WORK INSTRUCTION | Compute how many lines in the entries below contain "TemplateCreated", and output nothing but the number.

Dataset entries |
□ □ □

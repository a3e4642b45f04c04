// Copyright (c) 2025 Kirky.X
//
// Licensed under the MIT License
// See LICENSE file in the project root for full license information.

use crate::utils::errors::PersistError;
use async_trait::async_trait;
use std::path::PathBuf;

/// 存储仓库特质
///
/// 定义分组输出文件的写入接口
#[async_trait]
pub trait StorageRepository: Send + Sync {
    /// 使用指定文件名保存数据，已存在时覆盖
    ///
    /// 返回写入位置
    async fn save(&self, name: &str, data: &[u8]) -> Result<PathBuf, PersistError>;

    /// 读取指定文件名的数据
    async fn get(&self, name: &str) -> Result<Option<Vec<u8>>, PersistError>;
}
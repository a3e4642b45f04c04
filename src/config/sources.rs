// Copyright (c) 2025 Kirky.X
//
// Licensed under the MIT License
// See LICENSE file in the project root for full license information.

use crate::application::dto::source_list::SourceListDto;
use crate::domain::models::source::SourceSpec;
use crate::utils::errors::ConfigError;
use std::collections::HashSet;
use std::path::Path;
use tracing::{error, info};

/// 源列表文件不存在时写出的模板
pub const SOURCE_LIST_TEMPLATE: &str = r#"# Block-lists to aggregate.
#
# Every entry needs the list's url and at least one group. Each group becomes
# one output file (<group>.txt); a list can feed several groups.
adlists:
  - url: ""
    groups:
      - "" # put here in which list this ad-list should be included
      - "" # the ad-list can be included in multiple lists
"#;

/// 解析源列表内容
///
/// # 参数
///
/// * `path` - 源列表路径（仅用于错误信息）
/// * `content` - YAML 内容
///
/// # 返回值
///
/// * `Ok(Vec<SourceSpec>)` - 按文件顺序排列的源定义
/// * `Err(ConfigError)` - 格式错误、字段缺失、地址重复或没有任何源
pub fn parse_sources(path: &Path, content: &str) -> Result<Vec<SourceSpec>, ConfigError> {
    let list: SourceListDto =
        serde_yaml::from_str(content).map_err(|source| ConfigError::Malformed {
            path: path.to_path_buf(),
            source,
        })?;

    let mut seen = HashSet::new();
    let mut specs = Vec::with_capacity(list.adlists.len());
    for (index, entry) in list.adlists.into_iter().enumerate() {
        let spec = entry.into_spec(index)?;
        if !seen.insert(spec.url.clone()) {
            return Err(ConfigError::DuplicateSource {
                url: spec.url.to_string(),
            });
        }
        specs.push(spec);
    }

    if specs.is_empty() {
        return Err(ConfigError::NoSources {
            path: path.to_path_buf(),
        });
    }

    Ok(specs)
}

/// 加载源列表
///
/// 文件不存在时先写出模板，再返回 `ConfigError::TemplateCreated`
pub async fn load_sources(path: impl AsRef<Path>) -> Result<Vec<SourceSpec>, ConfigError> {
    let path = path.as_ref();

    let content = match tokio::fs::read_to_string(path).await {
        Ok(content) => content,
        Err(e) if e.kind() == std::io::ErrorKind::NotFound => {
            write_template(path).await?;
            error!(
                "There was no {} available. Created a template one, please fill it out",
                path.display()
            );
            return Err(ConfigError::TemplateCreated {
                path: path.to_path_buf(),
            });
        }
        Err(source) => {
            return Err(ConfigError::Io {
                path: path.to_path_buf(),
                source,
            })
        }
    };

    let specs = parse_sources(path, &content)?;
    info!("Loaded {} sources from {}", specs.len(), path.display());
    Ok(specs)
}

async fn write_template(path: &Path) -> Result<(), ConfigError> {
    let io_error = |source| ConfigError::Io {
        path: path.to_path_buf(),
        source,
    };

    if let Some(parent) = path.parent().filter(|p| !p.as_os_str().is_empty()) {
        tokio::fs::create_dir_all(parent).await.map_err(io_error)?;
    }
    tokio::fs::write(path, SOURCE_LIST_TEMPLATE)
        .await
        .map_err(io_error)
}
// Copyright (c) 2025 Kirky.X
//
// Licensed under the MIT License
// See LICENSE file in the project root for full license information.

#[cfg(test)]
mod tests {
    use blocklist_aggregator::utils::telemetry::{self, DIAGNOSTICS_TARGET};

    #[test]
    fn test_telemetry_initialization() {
        telemetry::init_telemetry();
        // 重复初始化不应 panic
        telemetry::init_telemetry();

        tracing::debug!("This is a debug message");
        tracing::info!(sources = 2, groups = 3, "Run finished");
        tracing::warn!(
            target: DIAGNOSTICS_TARGET,
            "{} : {}",
            "https://lists.example.org/hosts.txt",
            "bad"
        );
    }
}
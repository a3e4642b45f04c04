// Copyright (c) 2025 Kirky.X
//
// Licensed under the MIT License
// See LICENSE file in the project root for full license information.

use crate::utils::errors::CommitError;
use async_trait::async_trait;

/// 变更提交特质
///
/// 输出目录的版本控制协作方：检测变更，并暂存、提交、推送
#[async_trait]
pub trait ChangeCommitter: Send + Sync {
    /// 返回相对上次提交有变化的条目
    ///
    /// 空列表表示没有变化
    async fn pending_changes(&self) -> Result<Vec<String>, CommitError>;

    /// 暂存所有变化并以给定信息提交、推送
    async fn commit_all(&self, message: &str) -> Result<(), CommitError>;
}
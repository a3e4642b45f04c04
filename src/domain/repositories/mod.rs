// Copyright (c) 2025 Kirky.X
//
// Licensed under the MIT License
// See LICENSE file in the project root for full license information.

/// 仓库接口模块
///
/// 该模块定义了领域层的仓库接口，具体实现由基础设施层提供：
/// - 变更提交（change_committer）：检测输出目录的变更并提交
/// - 存储仓库（storage_repository）：写入分组输出文件
pub mod change_committer;
pub mod storage_repository;
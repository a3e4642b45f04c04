// Copyright (c) 2025 Kirky.X
//
// Licensed under the MIT License
// See LICENSE file in the project root for full license information.

pub mod helpers;
mod refresh_lists_test;
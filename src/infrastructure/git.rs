// Copyright (c) 2025 Kirky.X
//
// Licensed under the MIT License
// See LICENSE file in the project root for full license information.

use async_trait::async_trait;
use std::path::PathBuf;
use tokio::process::Command;
use tracing::{debug, info};

use crate::domain::repositories::change_committer::ChangeCommitter;
use crate::utils::errors::CommitError;

/// 基于 git 命令行的变更提交实现
///
/// 所有命令都在输出目录中执行
pub struct GitCommitter {
    work_dir: PathBuf,
    push: bool,
}

impl GitCommitter {
    /// 创建新的提交器
    ///
    /// # 参数
    ///
    /// * `work_dir` - 输出目录（位于 git 仓库内）
    /// * `push` - 提交后是否推送
    pub fn new(work_dir: impl Into<PathBuf>, push: bool) -> Self {
        Self {
            work_dir: work_dir.into(),
            push,
        }
    }

    /// 执行 git 命令，非零退出视为失败
    async fn git_command(&self, args: &[&str]) -> Result<String, CommitError> {
        let command = args.join(" ");
        debug!("Running git {} in {}", command, self.work_dir.display());

        let output = Command::new("git")
            .args(args)
            .current_dir(&self.work_dir)
            .output()
            .await
            .map_err(|source| CommitError::Spawn {
                command: command.clone(),
                source,
            })?;

        if !output.status.success() {
            let stderr = String::from_utf8_lossy(&output.stderr);
            return Err(CommitError::Failed {
                command,
                stderr: stderr.trim().to_string(),
            });
        }

        Ok(String::from_utf8_lossy(&output.stdout).to_string())
    }
}

/// 解析 `git status --porcelain` 的输出
///
/// 每个非空行是一个有变化的条目
pub fn parse_porcelain(output: &str) -> Vec<String> {
    output
        .lines()
        .filter(|line| !line.trim().is_empty())
        .map(str::to_string)
        .collect()
}

#[async_trait]
impl ChangeCommitter for GitCommitter {
    async fn pending_changes(&self) -> Result<Vec<String>, CommitError> {
        let output = self
            .git_command(&["status", "--porcelain", "--untracked-files=all", "--", "."])
            .await?;
        Ok(parse_porcelain(&output))
    }

    async fn commit_all(&self, message: &str) -> Result<(), CommitError> {
        info!("Doing git commands");
        self.git_command(&["add", "."]).await?;
        self.git_command(&["commit", "-m", message]).await?;
        if self.push {
            self.git_command(&["push"]).await?;
        }
        info!("Finished with git commands");
        Ok(())
    }
}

□ □ □

RESPONSE BELOW | 2